Try it: Beneath this task are records; print exactly the stretch of them from the line with "returned no text." through the line with "fn default_base_url(&self) ->", both ends included.

"""

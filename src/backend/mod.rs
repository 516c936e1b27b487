//! Backend trait and normalized request/response types.
//!
//! The [`Backend`] trait abstracts over LLM providers, translating between
//! normalized [`LlmRequest`]/[`LlmResponse`] types and provider-specific
//! HTTP APIs. Built-in implementations: [`GeminiBackend`], [`OpenAiBackend`],
//! and [`MockBackend`] for tests.
//!
//! ## Architecture
//!
//! ```text
//! ModelGateway ──► LlmRequest ──► Backend::complete() ──► LlmResponse
//!                                        │
//!                         ┌──────────────┼──────────────┐
//!                   GeminiBackend   OpenAiBackend   MockBackend
//!                 :generateContent  /v1/chat/...    scripted
//! ```
//!
//! Retry and backoff are not a backend concern; the
//! [`ModelGateway`](crate::gateway::ModelGateway) wraps every call.

pub mod backoff;
pub mod gemini;
pub mod mock;
pub mod openai;

pub use backoff::{BackoffConfig, JitterStrategy};
pub use gemini::GeminiBackend;
pub use mock::MockBackend;
pub use openai::OpenAiBackend;

use crate::error::Result;
use async_trait::async_trait;
use reqwest::Client;

/// Sampling settings sent with every request.
#[derive(Debug, Clone)]
pub struct GenerationConfig {
    /// Temperature (0.0 = deterministic, 1.0 = creative).
    pub temperature: f64,

    /// Maximum tokens to generate.
    pub max_tokens: u32,
}

impl Default for GenerationConfig {
    fn default() -> Self {
        Self {
            temperature: 0.7,
            max_tokens: 800,
        }
    }
}

/// A normalized, provider-agnostic LLM request.
#[derive(Debug, Clone)]
pub struct LlmRequest {
    /// Model identifier (e.g. `"gemini-1.5-flash"`, `"gpt-4o"`).
    pub model: String,

    /// Optional system instruction.
    pub system_prompt: Option<String>,

    /// The user prompt text (already budgeted by the gateway).
    pub prompt: String,

    /// Sampling configuration.
    pub config: GenerationConfig,
}

/// A normalized LLM response.
#[derive(Debug)]
pub struct LlmResponse {
    /// The generated text content. Empty when the provider returned no text.
    pub text: String,

    /// HTTP status code (for diagnostics/logging).
    pub status: u16,

    /// Provider-specific metadata (token counts, model info), stored as raw
    /// JSON since each provider returns different fields.
    pub metadata: Option<serde_json::Value>,
}

/// Abstraction over LLM providers.
///
/// Implementors translate between the normalized [`LlmRequest`]/[`LlmResponse`]
/// and the provider's HTTP API. A reply without usable text is not an error:
/// implementations return an empty `text` instead.
///
/// This trait is object-safe and designed to be used as `Arc<dyn Backend>`.
#[async_trait]
pub trait Backend: Send + Sync {
    /// Execute a single, non-retried completion call.
    async fn complete(
        &self,
        client: &Client,
        base_url: &str,
        request: &LlmRequest,
    ) -> Result<LlmResponse>;

    /// Default base URL used when none is configured.
    fn default_base_url(&self) -> &'static str;

    /// Human-readable name for logging and diagnostics.
    fn name(&self) -> &'static str;
}

/// Redact an API key for `Debug` output, keeping a short prefix.
pub(crate) fn redact_key(key: &str) -> String {
    if key.chars().count() > 6 {
        format!("{}***", key.chars().take(6).collect::<String>())
    } else {
        "***".to_string()
    }
}
//! Error type for output parsers.

/// Errors returned by output parsers.
#[derive(Debug, thiserror::Error)]
pub enum ParseError {
    /// The reply was empty or whitespace-only after preprocessing.
    #[error("empty model response")]
    EmptyResponse,

    /// No strategy found anything resembling the expected format.
    #[error("could not parse {expected_format} from model response: {text}")]
    Unparseable {
        expected_format: &'static str,
        /// A truncated copy of the cleaned text (max 200 chars).
        text: String,
    },

    /// JSON was found but did not deserialize into the target type.
    #[error("JSON deserialization failed: {reason}")]
    DeserializationFailed {
        /// The serde error message.
        reason: String,
        /// The candidate that failed, truncated.
        raw_json: String,
    },
}

/// Truncate to at most `max_chars` characters, appending "..." if cut.
pub(crate) fn truncate(s: &str, max_chars: usize) -> String {
    match s.char_indices().nth(max_chars) {
        Some((idx, _)) => format!("{}...", &s[..idx]),
        None => s.to_string(),
    }
}
/// Per-column statistics: counts, distinct values, numeric range and
/// centre, and up to ten distinct sample values in first-seen order.
///
/// A column with no usable values reports `{"error": ...}`; a column the
/// table does not have is an error.
///
/// ```
/// use llm_agent::tools::data_inspector::column_statistics;
/// use llm_agent::tools::data_reader::{read_file, FileData};
///
/// let FileData::Csv(table) = read_file("t.csv", b"n,k\n3,a\n1,b\n,c\n2,d\n") else { unreachable!() };
/// let stats = column_statistics(&table, "n").unwrap();
/// assert_eq!(stats["null_count"], 1);
/// assert_eq!(stats["median"], 2.0);
/// ```
pub fn column_statistics(table: &Table, column: &str) -> Result<Value> {
    if !table.columns.iter().any(|c| c == column) {
        return Err(AgentError::Other(format!(
            "Column '{column}' not found in {}",
            table.filename
        )));
    }

    let values: Vec<&Value> = table.data.iter().filter_map(|row| row.get(column)).collect();
    let present: Vec<&Value> = values
        .iter()
        .copied()
        .filter(|v| !v.is_null() && v.as_str() != Some(""))
        .collect();
    if present.is_empty() {
        return Ok(json!({"error": "No valid values found in column"}));
    }

    let mut distinct: Vec<String> = Vec::new();
    for value in &present {
        let text = cell_text(value);
        if !distinct.contains(&text) {
            distinct.push(text);
        }
    }

    let mut stats = json!({
        "total_count": values.len(),
        "non_null_count": present.len(),
        "null_count": values.len() - present.len(),
        "unique_count": distinct.len(),
    });

    let mut numbers: Vec<f64> = present.iter().filter_map(|v| cell_number(v)).collect();
    if !numbers.is_empty() {
        numbers.sort_by(f64::total_cmp);
        let count = numbers.len();
        stats["numeric_count"] = json!(count);
        stats["min"] = json!(numbers[0]);
        stats["max"] = json!(numbers[count - 1]);
        stats["mean"] = json!(numbers.iter().sum::<f64>() / count as f64);
        stats["median"] = json!(numbers[count / 2]);
    }

    distinct.truncate(STAT_SAMPLES);
    stats["sample_values"] = json!(distinct);
    Ok(stats)
}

"""

Exercise solution:
    /// The generated text content. Empty when the provider returned no text.
    pub text: String,

    /// HTTP status code (for diagnostics/logging).
    pub status: u16,

    /// Provider-specific metadata (token counts, model info), stored as raw
    /// JSON since each provider returns different fields.
    pub metadata: Option<serde_json::Value>,
}

/// Abstraction over LLM providers.
///
/// Implementors translate between the normalized [`LlmRequest`]/[`LlmResponse`]
/// and the provider's HTTP API. A reply without usable text is not an error:
/// implementations return an empty `text` instead.
///
/// This trait is object-safe and designed to be used as `Arc<dyn Backend>`.
#[async_trait]
pub trait Backend: Send + Sync {
    /// Execute a single, non-retried completion call.
    async fn complete(
        &self,
        client: &Client,
        base_url: &str,
        request: &LlmRequest,
    ) -> Result<LlmResponse>;

    /// Default base URL used when none is configured.
    fn default_base_url(&self) -> &'static str;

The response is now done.